The ellipse is a closed curve on the plane that results from slicing a cone at an angle that is parallel to its base. It can be thought of as a stretched circle with two symmetric axes. These axes are known as the major and minor axes. The points on the ellipse are at a constant sum of distances from two fixed points known as the foci. The general equation for an ellipse centered at \((h, k)\) is \((x-h)^2/a^2 + (y-k)^2/b^2 = 1\), where \(a\) is the semi-major axis, and \(b\) is the semi-minor axis.

One key characteristic of an ellipse is its eccentricity, which measures the degree of deviation from being circular. The closer the eccentricity is to zero, the more circular the ellipse. Conversely, as it approaches one, the ellipse becomes more elongated. Understanding these basic characteristics of an ellipse is essential for graphing and analyzing its geometrical properties, such as area, focal length, and the perimeter.

An important concept when dealing with ellipses is the distance from the center to a focus, denoted as \(c\). Imagine an ellipse as being 'pulled' from a circle from two opposite sides. The points where the 'force' is applied are the foci of the ellipse. The line segment that connects the two foci goes through the center of the ellipse and is of length \(2c\).

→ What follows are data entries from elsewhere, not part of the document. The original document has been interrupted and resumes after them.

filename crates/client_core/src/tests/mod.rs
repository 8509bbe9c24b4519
mod support;
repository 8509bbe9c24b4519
//! Console implementation of the presentation boundary: each named sink
//! becomes a block of plain text on stdout.

use client_core::{
    render::{ComparisonHeadline, ComparisonView, ProviderCard, ProviderListView, SearchBody,
        SearchView, StatisticsView},
    DashboardSurface, Notice, NoticeKind, QueryKind, ServiceOption, Tab,
};

pub struct ConsoleSurface;

impl ConsoleSurface {
    pub fn new() -> Self {
        Self
    }

    fn print_card(card: &ProviderCard) {
        println!("  {} (id {})", card.name, card.id);
        println!("    service: {}", card.service_label);
        println!("    rating:  {} {}/5", card.rating_glyphs, card.rating);
    }
}

impl DashboardSurface for ConsoleSurface {
    fn set_loading(&self, active: bool) {
        if active {
            println!("(loading...)");
        }
    }

    fn show_notice(&self, notice: &Notice) {
        let tag = match notice.kind {
            NoticeKind::Success => "ok",
            NoticeKind::Warning => "warn",
            NoticeKind::Error => "error",
        };
        println!("[{tag}] {}", notice.text);
    }

    fn clear_notice(&self) {}

    fn set_active_tab(&self, tab: Tab) {
        println!("== {} ==", tab.slug());
    }

    fn show_search_results(&self, view: &SearchView) {
        let kind = match view.header.kind {
            QueryKind::ByService => "service",
            QueryKind::ById => "id",
        };
        println!(
            "search by {kind} \"{}\": {} found in {} ms",
            view.header.term, view.header.total_found, view.header.elapsed_ms
        );
        match &view.body {
            SearchBody::NoResults => println!("  no providers found"),
            SearchBody::Cards(cards) => {
                for card in cards {
                    Self::print_card(card);
                }
            }
        }
    }

    fn show_provider_list(&self, view: &ProviderListView) {
        match view {
            ProviderListView::Empty => println!("no providers registered yet"),
            ProviderListView::Cards(cards) => {
                println!("{} providers:", cards.len());
                for card in cards {
                    Self::print_card(card);
                }
            }
        }
    }

    fn show_comparison(&self, view: &ComparisonView) {
        println!("comparison for {}", view.service_label);
        match &view.headline {
            ComparisonHeadline::Faster { factor_label } => {
                println!("  the B-tree index was {factor_label}x faster");
            }
            ComparisonHeadline::Comparable => {
                println!("  both strategies performed comparably");
            }
        }
        for block in [&view.tree, &view.linear] {
            println!(
                "  {}: {} ms, {} found",
                block.strategy, block.elapsed_ms, block.total_found
            );
        }
    }

    fn show_statistics(&self, view: &StatisticsView) {
        println!(
            "providers: {}  nodes: {}  height: {}  degree: {}",
            view.total_providers, view.total_nodes, view.tree_height, view.tree_degree
        );
        for line in &view.per_service {
            println!("  {}: {}", line.label, line.count);
        }
        println!(
            "  each node holds between {} and {} keys",
            view.min_keys_per_node, view.max_keys_per_node
        );
    }

    fn set_service_options(&self, search: &[ServiceOption], _compare: &[ServiceOption]) {
        let names: Vec<&str> = search
            .iter()
            .filter(|option| !option.value.is_empty())
            .map(|option| option.label.as_str())
            .collect();
        println!("services: {}", names.join(", "));
    }

    fn clear_form(&self) {}
}
//! Client-side core of the provider-directory dashboard: the typed
//! directory client, the tab-scoped view-state controller, the form
//! controller, pure renderers, and the shared UI feedback primitives. All
//! domain computation (indexing, search, statistics) happens on the remote
//! service; nothing here computes a search result.

use std::sync::Arc;

use reqwest::Client;
use serde::de::DeserializeOwned;
use shared::{
    domain::SortKey,
    error::ErrorBody,
    protocol::{
        ComparisonReport, IdSearchResponse, Provider, SeedResponse, ServiceSearchResponse,
        StatisticsReport,
    },
};
use tracing::debug;

pub mod catalog;
pub mod controller;
pub mod error;
pub mod form;
pub mod notify;
pub mod render;
pub mod signal;
pub mod surface;

#[cfg(test)]
mod tests;

pub use crate::{
    catalog::{SelectorCatalog, ServiceOption},
    controller::{DashboardController, Tab},
    error::DirectoryError,
    form::{FormController, FormInput, FormPhase},
    notify::{Notice, NotificationChannel, NoticeKind},
    signal::{LoadingGuard, UiSignal},
    surface::{DashboardSurface, NullSurface},
};

pub type Result<T> = std::result::Result<T, DirectoryError>;

/// What a search was asked for, kept alongside its outcome for the header.
#[derive(Debug, Clone, Copy, PartialEq, Eq)]
pub enum QueryKind {
    ByService,
    ById,
}

#[derive(Debug, Clone, PartialEq)]
pub struct SearchQuery {
    pub kind: QueryKind,
    pub term: String,
}

/// Result of one search request. Immutable; a newer search supersedes it
/// wholesale.
#[derive(Debug, Clone, PartialEq)]
pub struct SearchOutcome {
    pub providers: Vec<Provider>,
    pub elapsed_ms: f64,
    pub total_found: u64,
    pub query: SearchQuery,
}

/// Typed wrapper over the remote directory service. One operation per
/// remote capability; each acquires the loading signal for exactly the
/// duration of its network call, releasing it on every exit path.
pub struct DirectoryClient {
    http: Client,
    base_url: String,
    signal: Arc<UiSignal>,
}

impl DirectoryClient {
    pub fn new(base_url: impl Into<String>, signal: Arc<UiSignal>) -> Self {
        let base_url = base_url.into().trim_end_matches('/').to_string();
        Self {
            http: Client::new(),
            base_url,
            signal,
        }
    }

    pub async fn fetch_service_catalog(&self) -> Result<Vec<String>> {
        let _loading = self.signal.begin();
        self.get_json(format!("{}/api/servicios_unicos", self.base_url))
            .await
    }

    pub async fn search_by_service(&self, service: &str) -> Result<SearchOutcome> {
        if service.trim().is_empty() {
            return Err(DirectoryError::validation("select a service to search for"));
        }
        let _loading = self.signal.begin();
        let response: ServiceSearchResponse = self
            .get_json(format!("{}/api/buscar/{service}", self.base_url))
            .await?;
        Ok(SearchOutcome {
            providers: response.providers,
            elapsed_ms: response.elapsed_ms,
            total_found: response.total_found,
            query: SearchQuery {
                kind: QueryKind::ByService,
                term: service.to_string(),
            },
        })
    }

    /// A miss is a successful outcome with `total_found == 0`, not an error.
    pub async fn search_by_id(&self, raw_id: &str) -> Result<SearchOutcome> {
        let raw_id = raw_id.trim();
        if raw_id.is_empty() {
            return Err(DirectoryError::validation("enter an id to search for"));
        }
        let id: i64 = raw_id
            .parse()
            .map_err(|_| DirectoryError::validation(format!("'{raw_id}' is not a valid provider id")))?;

        let _loading = self.signal.begin();
        let response: IdSearchResponse = self
            .get_json(format!("{}/api/buscar_id/{id}", self.base_url))
            .await?;
        let providers: Vec<Provider> = if response.found {
            response.provider.into_iter().collect()
        } else {
            Vec::new()
        };
        Ok(SearchOutcome {
            total_found: providers.len() as u64,
            providers,
            elapsed_ms: response.elapsed_ms,
            query: SearchQuery {
                kind: QueryKind::ById,
                term: raw_id.to_string(),
            },
        })
    }

    pub async fn list_all(&self, sort: SortKey) -> Result<Vec<Provider>> {
        let _loading = self.signal.begin();
        self.get_json(format!(
            "{}/api/proveedores?orden={}",
            self.base_url,
            sort.as_query_value()
        ))
        .await
    }

    /// Local validation first; a server-side rejection (such as a duplicate
    /// id) comes back as [`DirectoryError::Remote`] with the server message.
    pub async fn create_provider(&self, candidate: &Provider) -> Result<Provider> {
        if candidate.name.trim().is_empty() {
            return Err(DirectoryError::validation("provider name is required"));
        }
        if candidate.service.trim().is_empty() {
            return Err(DirectoryError::validation("service category is required"));
        }
        if !(1.0..=5.0).contains(&candidate.rating) {
            return Err(DirectoryError::validation("rating must be between 1 and 5"));
        }
        let _loading = self.signal.begin();
        let response = self
            .http
            .post(format!("{}/api/proveedores", self.base_url))
            .json(candidate)
            .send()
            .await
            .map_err(DirectoryError::Transport)?;
        Self::decode(response).await
    }

    pub async fn compare(&self, service: &str) -> Result<ComparisonReport> {
        if service.trim().is_empty() {
            return Err(DirectoryError::validation("select a service to compare"));
        }
        let _loading = self.signal.begin();
        self.get_json(format!("{}/api/comparar_busqueda/{service}", self.base_url))
            .await
    }

    pub async fn fetch_statistics(&self) -> Result<StatisticsReport> {
        let _loading = self.signal.begin();
        self.get_json(format!("{}/api/estadisticas", self.base_url))
            .await
    }

    /// Triggers server-side sample population. Refreshing the catalog and
    /// the provider list afterwards is the caller's responsibility.
    pub async fn seed_sample_data(&self) -> Result<String> {
        let _loading = self.signal.begin();
        let response = self
            .http
            .post(format!("{}/api/cargar_datos_ejemplo", self.base_url))
            .send()
            .await
            .map_err(DirectoryError::Transport)?;
        let seeded: SeedResponse = Self::decode(response).await?;
        Ok(seeded.message)
    }

    async fn get_json<T: DeserializeOwned>(&self, url: String) -> Result<T> {
        debug!(%url, "directory request");
        let response = self
            .http
            .get(&url)
            .send()
            .await
            .map_err(DirectoryError::Transport)?;
        Self::decode(response).await
    }

    async fn decode<T: DeserializeOwned>(response: reqwest::Response) -> Result<T> {
        let status = response.status();
        let body = response.text().await.map_err(DirectoryError::Transport)?;
        if !status.is_success() {
            let message = serde_json::from_str::<ErrorBody>(&body)
                .map(|rejection| rejection.error)
                .unwrap_or_else(|_| format!("directory service rejected the request ({status})"));
            return Err(DirectoryError::Remote { status, message });
        }
        serde_json::from_str(&body).map_err(|err| DirectoryError::Remote {
            status,
            message: format!("malformed response from directory service: {err}"),
        })
    }
}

The value of \(c\) is related to the lengths of the semi-major and semi-minor axes of the ellipse through the equation \(a^2 = b^2 + c^2\). It's essential to grasp how the semi-major axis \(a\) is always the longest between the two axes, and hence \(c\) will always be less than \(a\) for an ellipse. The distance \(c\) helps determine the shape of the ellipse: the larger \(c\) is in relation to \(a\), the more elongated the ellipse. When \(c\) is zero, the figure is not an ellipse but a circle.

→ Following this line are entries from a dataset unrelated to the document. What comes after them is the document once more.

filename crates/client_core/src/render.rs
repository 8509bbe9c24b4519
//! Pure mapping from response payloads to render-ready view models. No
//! network and no shared state; the surface decides how these are shown.

use shared::protocol::{ComparisonReport, Provider, StatisticsReport};

use crate::{QueryKind, SearchOutcome};

pub const RATING_GLYPH_COUNT: usize = 5;
const FILLED_GLYPH: char = '★';
const EMPTY_GLYPH: char = '☆';

/// Capitalized form of a lower-case catalog key, for display only.
pub fn display_label(key: &str) -> String {
    let mut chars = key.chars();
    match chars.next() {
        Some(first) => first.to_uppercase().collect::<String>() + chars.as_str(),
        None => String::new(),
    }
}

#[derive(Debug, Clone, PartialEq)]
pub struct ProviderCard {
    pub id: i64,
    pub name: String,
    pub service_label: String,
    pub rating: f64,
    /// Five glyphs, filled then empty, left to right.
    pub rating_glyphs: String,
}

pub fn provider_card(provider: &Provider) -> ProviderCard {
    // round-half-away-from-zero, per the displayed 1..=5 scale
    let filled = provider.rating.round().clamp(0.0, RATING_GLYPH_COUNT as f64) as usize;
    let mut rating_glyphs = String::new();
    for position in 1..=RATING_GLYPH_COUNT {
        rating_glyphs.push(if position <= filled {
            FILLED_GLYPH
        } else {
            EMPTY_GLYPH
        });
    }
    ProviderCard {
        id: provider.id.0,
        name: provider.name.clone(),
        service_label: display_label(&provider.service),
        rating: provider.rating,
        rating_glyphs,
    }
}

#[derive(Debug, Clone, PartialEq)]
pub struct SearchHeader {
    pub kind: QueryKind,
    pub term: String,
    pub total_found: u64,
    pub elapsed_ms: f64,
}

#[derive(Debug, Clone, PartialEq)]
pub enum SearchBody {
    /// Nothing matched; the body is a placeholder, never an empty grid.
    NoResults,
    Cards(Vec<ProviderCard>),
}

#[derive(Debug, Clone, PartialEq)]
pub struct SearchView {
    pub header: SearchHeader,
    pub body: SearchBody,
}

pub fn search_view(outcome: &SearchOutcome) -> SearchView {
    let header = SearchHeader {
        kind: outcome.query.kind,
        term: outcome.query.term.clone(),
        total_found: outcome.total_found,
        elapsed_ms: outcome.elapsed_ms,
    };
    let body = if outcome.total_found == 0 {
        SearchBody::NoResults
    } else {
        SearchBody::Cards(outcome.providers.iter().map(provider_card).collect())
    };
    SearchView { header, body }
}

#[derive(Debug, Clone, PartialEq)]
pub enum ProviderListView {
    /// The directory holds no providers yet.
    Empty,
    Cards(Vec<ProviderCard>),
}

pub fn provider_list_view(providers: &[Provider]) -> ProviderListView {
    if providers.is_empty() {
        ProviderListView::Empty
    } else {
        ProviderListView::Cards(providers.iter().map(provider_card).collect())
    }
}

#[derive(Debug, Clone, PartialEq)]
pub enum ComparisonHeadline {
    /// The indexed strategy won; the factor is preformatted to two decimals.
    Faster { factor_label: String },
    Comparable,
}

#[derive(Debug, Clone, PartialEq)]
pub struct MetricsBlock {
    pub strategy: String,
    pub elapsed_ms: f64,
    pub total_found: u64,
}

#[derive(Debug, Clone, PartialEq)]
pub struct ComparisonView {
    pub service_label: String,
    pub headline: ComparisonHeadline,
    pub tree: MetricsBlock,
    pub linear: MetricsBlock,
}

pub fn comparison_view(report: &ComparisonReport, service: &str) -> ComparisonView {
    // boundary at exactly 1: equal performance is "comparable"
    let headline = if report.speedup_factor > 1.0 {
        ComparisonHeadline::Faster {
            factor_label: format!("{:.2}", report.speedup_factor),
        }
    } else {
        ComparisonHeadline::Comparable
    };
    ComparisonView {
        service_label: display_label(service),
        headline,
        tree: MetricsBlock {
            strategy: "B-tree index".to_string(),
            elapsed_ms: report.tree.elapsed_ms,
            total_found: report.tree.total_found,
        },
        linear: MetricsBlock {
            strategy: "Linear scan".to_string(),
            elapsed_ms: report.linear.elapsed_ms,
            total_found: report.linear.total_found,
        },
    }
}

#[derive(Debug, Clone, PartialEq, Eq)]
pub struct ServiceCountLine {
    pub label: String,
    pub count: u64,
}

#[derive(Debug, Clone, PartialEq)]
pub struct StatisticsView {
    pub total_providers: u64,
    pub total_nodes: u64,
    pub tree_height: u32,
    pub tree_degree: u32,
    /// One line per catalog entry, in map iteration order.
    pub per_service: Vec<ServiceCountLine>,
    pub min_keys_per_node: u32,
    pub max_keys_per_node: u32,
}

pub fn statistics_view(report: &StatisticsReport) -> StatisticsView {
    let per_service = report
        .per_service_counts
        .iter()
        .map(|(key, count)| ServiceCountLine {
            label: display_label(key),
            count: *count,
        })
        .collect();
    StatisticsView {
        total_providers: report.total_providers,
        total_nodes: report.total_nodes,
        tree_height: report.tree_height,
        tree_degree: report.tree_degree,
        per_service,
        min_keys_per_node: report.tree_degree.saturating_sub(1),
        max_keys_per_node: (2 * report.tree_degree).saturating_sub(1),
    }
}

The axes of an ellipse are its longest and shortest diameters, the lengths of which are called the major and minor axes, respectively. The major axis, represented by \(2a\), runs through the center and both foci of the ellipse, ending at the widest part of the shape. The minor axis, represented by \(2b\), is perpendicular to the major axis, runs through the center, and ends at the narrowest part of the ellipse.

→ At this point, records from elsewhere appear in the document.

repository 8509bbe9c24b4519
use serde::{Deserialize, Serialize};

/// Caller-supplied unique key of a directory entry.
#[derive(Debug, Clone, Copy, PartialEq, Eq, PartialOrd, Ord, Hash, Serialize, Deserialize)]
pub struct ProviderId(pub i64);

/// Sort orders accepted by the provider listing endpoint.
#[derive(Debug, Clone, Copy, PartialEq, Eq, Default)]
pub enum SortKey {
    #[default]
    Name,
    Rating,
    Service,
}

impl SortKey {
    /// Value of the `orden` query parameter for this key.
    pub fn as_query_value(self) -> &'static str {
        match self {
            SortKey::Name => "nombre",
            SortKey::Rating => "calificacion",
            SortKey::Service => "servicio",
        }
    }

    pub fn from_arg(value: &str) -> Option<Self> {
        match value.trim().to_ascii_lowercase().as_str() {
            "name" | "nombre" => Some(SortKey::Name),
            "rating" | "calificacion" => Some(SortKey::Rating),
            "service" | "servicio" => Some(SortKey::Service),
            _ => None,
        }
    }
}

These axes not only define the overall shape and orientation of the ellipse but also provide vital information for calculating the area of the ellipse, which is given by \(\text{Area} = \text{π} \times a \times b\). It's crucial to know that all ellipses symmetrically divide along their axes, creating mirror-image halves. In any formula that involves an ellipse, the variable \(a\) will always stand for the semi-major axis and \(b\) for the semi-minor axis, ensuring the equation corresponds accurately to the ellipse's geometry.